ATM card capture crime soars in EU; pressure grown on US to move to EMV

ATM card capture crime soars in EU; pressure grown on US to move to EMV

The European ATM Security Team (East) is reporting a sharp rise in losses from 'card trapping' scams at European cash machines for the first six months of 2009.

While card skimming incidents are down by 19% (from 5,693 to 4,629 incidents), card trapping incidents have increased by 640% (from 141 to 1,045 incidents). In the same period, losses due to card skimming dropped 30% from €222 million to €156 million, while losses from card trapping soared nearly 900% from €0.59 million to €5.8 million.

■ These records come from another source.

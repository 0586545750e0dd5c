//! # artifact-migrate - incremental bulk migration between artifact repositories
//!
//! Moves artifacts from a source repository (a local directory, a Nexus
//! repository or an Artifactory repository) into a destination registry.
//! Artifacts the destination already holds are left out, so a run can be
//! repeated until everything has moved.
//!
//! ## Pipeline
//!
//! - **Listing**: a [`source::ListingAdapter`] produces flat source entries
//! - **Inventory**: an [`kind::ArtifactKind`] classifies entries into
//!   coordinates; the [`inventory::InventoryBuilder`] drops what the
//!   [`registry::ExistenceOracle`] reports as present
//! - **Transfer**: the [`core::TransferScheduler`] pushes units through an
//!   [`core::HttpTransfer`] with bounded concurrency
//! - **Report**: every unit lands in the [`report::Report`] exactly once
//!
//! ## Quick Start
//!
//! ```no_run
//! use artifact_migrate::config::{ArtifactType, Credentials, MigrateConfig};
//! use artifact_migrate::core::Migration;
//!
//! # async fn run() -> artifact_migrate::Result<()> {
//! let config = MigrateConfig {
//!     kind: ArtifactType::Maven,
//!     source: "/home/me/.m2/repository".into(),
//!     destination: "https://team-maven.pkg.example.com/repository/proj/releases".into(),
//!     destination_credentials: Some(Credentials::new("me", "secret")),
//!     concurrency: 4,
//!     ..Default::default()
//! };
//!
//! let result = Migration::new(config).execute().await?;
//! result.print_summary();
//! # Ok(())
//! # }
//! ```

#![warn(clippy::all)]

pub mod config;
pub mod core;
pub mod error;
pub mod http;
pub mod inventory;
pub mod kind;
pub mod progress;
pub mod registry;
pub mod report;
pub mod source;

// Re-export commonly used types
pub use config::{ArtifactType, MigrateConfig};
pub use core::{Migration, MigrationResult};
pub use error::{MigrateError, Result};
pub use progress::ProgressReporter;

/// Library version
pub const VERSION: &str = env!("CARGO_PKG_VERSION");
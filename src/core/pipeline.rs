//! Migration pipeline
//!
//! One run: check credentials, ask the destination what it already holds,
//! list the source, build the inventory, then push what is left through the
//! transfer scheduler.

use crate::config::MigrateConfig;
use crate::core::{HttpTransfer, RetryPolicy, SchedulerConfig, StatsSnapshot, TransferScheduler};
use crate::error::{MigrateError, Result};
use crate::http::build_client;
use crate::inventory::{Inventory, InventoryBuilder, InventoryCounts};
use crate::kind;
use crate::progress::ProgressReporter;
use crate::registry::{Destination, ExistenceOracle};
use crate::report::Report;
use crate::source::adapter_for;
use std::sync::atomic::{AtomicBool, Ordering};
use std::sync::Arc;
use std::time::{Duration, Instant};

/// Migration run result
#[derive(Debug)]
pub struct MigrationResult {
    /// Per-unit results (empty when nothing was transferred)
    pub report: Arc<Report>,
    /// Units that were scheduled (or would have been, on a dry run)
    pub inventory: Inventory,
    /// Shape of the inventory that was scheduled
    pub counts: InventoryCounts,
    /// Source entries that classified
    pub scanned: usize,
    /// Units the destination did not have yet
    pub needed: usize,
    pub stats: StatsSnapshot,
    pub duration: Duration,
    /// Inventory built but nothing transferred
    pub dry_run: bool,
    /// Why the transfer stage stopped early (fail-fast or cancellation)
    pub abort: Option<MigrateError>,
}

impl MigrationResult {
    /// True when every scheduled unit succeeded or was skipped
    pub fn is_success(&self) -> bool {
        self.abort.is_none() && self.report.is_success()
    }

    /// Print summary to console
    pub fn print_summary(&self) {
        let summary = self.report.summary();
        println!("\n=== Migration Summary ===");
        println!("Scanned:         {}", self.scanned);
        println!("Needed:          {}", self.needed);
        println!("Succeeded:       {}", summary.succeeded);
        println!("Skipped:         {}", summary.skipped);
        println!("Failed:          {}", summary.failed);
        println!("Data:            {}", humansize::format_size(self.stats.bytes, humansize::BINARY));
        println!("Duration:        {:.2?}", self.duration);
        if let Some(e) = &self.abort {
            println!("\nStopped early: {}", e);
        }
    }
}

/// Runs one migration
pub struct Migration {
    config: MigrateConfig,
    progress: Option<Arc<ProgressReporter>>,
    cancelled: Arc<AtomicBool>,
}

impl Migration {
    pub fn new(config: MigrateConfig) -> Self {
        Self {
            config,
            progress: None,
            cancelled: Arc::new(AtomicBool::new(false)),
        }
    }

    /// Set progress reporter
    pub fn with_progress(mut self, progress: ProgressReporter) -> Self {
        self.progress = Some(Arc::new(progress));
        self
    }

    /// Get cancellation flag for external control
    pub fn cancellation_flag(&self) -> Arc<AtomicBool> {
        Arc::clone(&self.cancelled)
    }

    /// Cancel the run; units in flight finish, nothing new starts
    pub fn cancel(&self) {
        self.cancelled.store(true, Ordering::SeqCst);
    }

    fn is_cancelled(&self) -> bool {
        self.cancelled.load(Ordering::SeqCst)
    }

    fn set_status(&self, message: &str) {
        if let Some(progress) = &self.progress {
            progress.set_status(message);
        }
    }

    /// Execute the migration
    ///
    /// Errors before the transfer stage (credentials, destination URL,
    /// existence queries, listing) are returned directly. Once transfers
    /// start, the result always carries the report; an early stop is in
    /// `MigrationResult::abort`.
    pub async fn execute(&self) -> Result<MigrationResult> {
        let start_time = Instant::now();
        let config = &self.config;
        let kind = kind::for_type(config.kind, config);

        let destination = Destination::parse(&config.destination, kind.artifact_type().name(), kind.path_layout())?;
        let credentials = config
            .destination_credentials
            .clone()
            .ok_or_else(|| MigrateError::Unauthorized(destination.registry_host().to_string()))?;
        let client = build_client(config)?;

        let existence = if config.force {
            tracing::info!("Force mode, not checking what the destination already holds");
            None
        } else {
            self.set_status("Fetching existing artifacts");
            let oracle = ExistenceOracle::new(client.clone(), destination.clone(), credentials.clone());
            Some(oracle.fetch(kind.as_ref()).await?)
        };
        if self.is_cancelled() {
            return Err(MigrateError::Cancelled);
        }

        let adapter = adapter_for(config, client.clone())?;
        self.set_status(&format!("Listing {}", adapter.describe()));
        tracing::info!("Listing {}", adapter.describe());
        let entries = adapter.list().await?;
        if self.is_cancelled() {
            return Err(MigrateError::Cancelled);
        }

        let outcome = InventoryBuilder::new(kind.as_ref())
            .with_existence(existence.as_ref())
            .force(config.force)
            .max_files(config.max_files)
            .build(entries);

        let units = outcome.inventory.units();
        let mut result = MigrationResult {
            report: Arc::new(Report::new()),
            counts: outcome.inventory.counts(),
            inventory: outcome.inventory,
            scanned: outcome.scanned,
            needed: outcome.needed,
            stats: StatsSnapshot::default(),
            duration: Duration::ZERO,
            dry_run: config.dry_run,
            abort: None,
        };

        if units.is_empty() {
            if outcome.scanned > 0 {
                tracing::info!("All artifacts have been migrated");
            } else {
                tracing::info!("No artifacts found in the source");
            }
            self.finish(&mut result, start_time);
            return Ok(result);
        }
        if config.dry_run {
            tracing::info!("Dry run, {} files would be migrated", outcome.needed);
            self.finish(&mut result, start_time);
            return Ok(result);
        }

        let transfer = HttpTransfer::new(client, destination)
            .with_source_credentials(config.source_credentials.clone())
            .with_destination_credentials(Some(credentials))
            .with_retry(RetryPolicy::from_config(config));
        let scheduler_config = SchedulerConfig {
            concurrency: config.concurrency.max(1),
            fail_fast: config.fail_fast,
            largest_first: config.largest_first.unwrap_or_else(|| kind.largest_first()),
            sleep: config.sleep,
        };
        let scheduler = TransferScheduler::new(scheduler_config, Arc::new(transfer), Arc::clone(&result.report))
            .with_progress(self.progress.clone())
            .with_cancellation(self.cancellation_flag());

        self.set_status(&format!("Pushing {} files", outcome.needed));
        tracing::info!(
            "Pushing {} files ({}) with concurrency {}",
            outcome.needed,
            humansize::format_size(result.counts.bytes, humansize::BINARY),
            config.concurrency.max(1)
        );
        result.abort = scheduler.run(units).await.err();
        result.stats = scheduler.stats().snapshot();

        self.finish(&mut result, start_time);
        Ok(result)
    }

    fn finish(&self, result: &mut MigrationResult, start_time: Instant) {
        result.duration = start_time.elapsed();
        if let Some(progress) = &self.progress {
            let summary = result.report.summary();
            let message = format!(
                "{} succeeded, {} skipped, {} failed",
                summary.succeeded, summary.skipped, summary.failed
            );
            if result.is_success() {
                progress.finish_success(&message);
            } else {
                progress.finish_error(&message);
            }
        }
    }
}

The release of the data coincides with reports of a rash of card capture scams at Barclays cash machines across the UK. The fraud - known as a 'Lebanese Loop' - is understood to be orchestrated by a network of Eastern European criminals.

Data compromise from cases of hacking or other fraud at data processors is another emerging threat that East is monitoring. Initial cases have been reported in the Ukraine, the USA and the Dominican Republic.

Overall, however, ATM card fraud has remained relatively stable, showing a marginal increase of just one per cent, a figure which East attributes to the near-complete European roll-out of the EMV security standard.

East director and coordinator, Lachlan Gunn says: "The fact that skimming incidents and losses appear to be finally decreasing is encouraging for the industry, after the major investment that has been put into EMV. As other parts of the world also roll out EMV, concern remains that the USA appears to have no plans to follow suit. A significant part of overall European losses now occur there."

Pressure is growing on the US banking industry to convert their legacy mag-stripe cards to smart chip-based EMV cards or face an epidemic of fraud losses as criminals concentrate their activities on US shores.

In a paper published yesterday, the Smart Card Alliance called on the US banking industry to increase its investment in contactless payment technologies and move to the global EMV standard.

"To further the momentum of current contactless deployments, the US payments industry needs additional infrastructure investment. Merchants, acquirers, and issuers need to continue to invest in infrastructure that supports dynamic authentication," states the Alliance. "Planning for these investments should be undertaken now to determine the optimal distribution of cost over time. These plans should also include the eventual migration of the US to globally-interoperable EMV cards and terminals. Once EMV-enabled, the United States will benefit from the same highly secure and globally interoperable payments infrastructure as the rest of the world."